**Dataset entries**
········

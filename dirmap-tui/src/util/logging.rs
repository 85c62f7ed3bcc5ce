//! 日志初始化

use std::fs::{self, OpenOptions};
use std::path::PathBuf;
use std::sync::Mutex;

use tracing_subscriber::{layer::SubscriberExt, util::SubscriberInitExt, EnvFilter};

/// 覆盖配置中日志级别的环境变量
pub const LOG_ENV: &str = "DIRMAP_LOG";

/// 日志文件位置：`<data_local_dir>/dirmap/dirmap.log`
fn log_file_path() -> Option<PathBuf> {
    dirs::data_local_dir().map(|dir| dir.join("dirmap").join("dirmap.log"))
}

/// 构建过滤器：环境变量优先，其次是配置中的级别
fn build_filter(level: &str) -> EnvFilter {
    EnvFilter::try_from_env(LOG_ENV)
        .or_else(|_| EnvFilter::try_new(level))
        .unwrap_or_else(|_| EnvFilter::new("info"))
}

/// 初始化日志，`log` 宏的记录经由 tracing-log 桥接写入文件
///
/// 返回日志文件路径；无法打开文件时返回 None，此时不记录日志。
pub fn init_logging(level: &str) -> Option<PathBuf> {
    let path = log_file_path()?;
    if let Some(dir) = path.parent() {
        fs::create_dir_all(dir).ok()?;
    }
    let file = OpenOptions::new()
        .create(true)
        .append(true)
        .open(&path)
        .ok()?;

    tracing_subscriber::registry()
        .with(
            tracing_subscriber::fmt::layer()
                .with_writer(Mutex::new(file))
                .with_ansi(false)
                .with_target(false),
        )
        .with(build_filter(level))
        .try_init()
        .ok()?;

    Some(path)
}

········

**Activity**
All records shown above are to be output exactly.

**Response to the task**
filename dirmap-tui/src/util/logging.rs
repository 85c62f7ed3bcc5ce
//! 日志初始化

use std::fs::{self, OpenOptions};
use std::path::PathBuf;
use std::sync::Mutex;

use tracing_subscriber::{layer::SubscriberExt, util::SubscriberInitExt, EnvFilter};

/// 覆盖配置中日志级别的环境变量
pub const LOG_ENV: &str = "DIRMAP_LOG";

/// 日志文件位置：`<data_local_dir>/dirmap/dirmap.log`
fn log_file_path() -> Option<PathBuf> {
    dirs::data_local_dir().map(|dir| dir.join("dirmap").join("dirmap.log"))
}

/// 构建过滤器：环境变量优先，其次是配置中的级别
fn build_filter(level: &str) -> EnvFilter {
    EnvFilter::try_from_env(LOG_ENV)
        .or_else(|_| EnvFilter::try_new(level))
        .unwrap_or_else(|_| EnvFilter::new("info"))
}

/// 初始化日志，`log` 宏的记录经由 tracing-log 桥接写入文件
///
/// 返回日志文件路径；无法打开文件时返回 None，此时不记录日志。
pub fn init_logging(level: &str) -> Option<PathBuf> {
    let path = log_file_path()?;
    if let Some(dir) = path.parent() {
        fs::create_dir_all(dir).ok()?;
    }
    let file = OpenOptions::new()
        .create(true)
        .append(true)
        .open(&path)
        .ok()?;

    tracing_subscriber::registry()
        .with(
            tracing_subscriber::fmt::layer()
                .with_writer(Mutex::new(file))
                .with_ansi(false)
                .with_target(false),
        )
        .with(build_filter(level))
        .try_init()
        .ok()?;

    Some(path)
}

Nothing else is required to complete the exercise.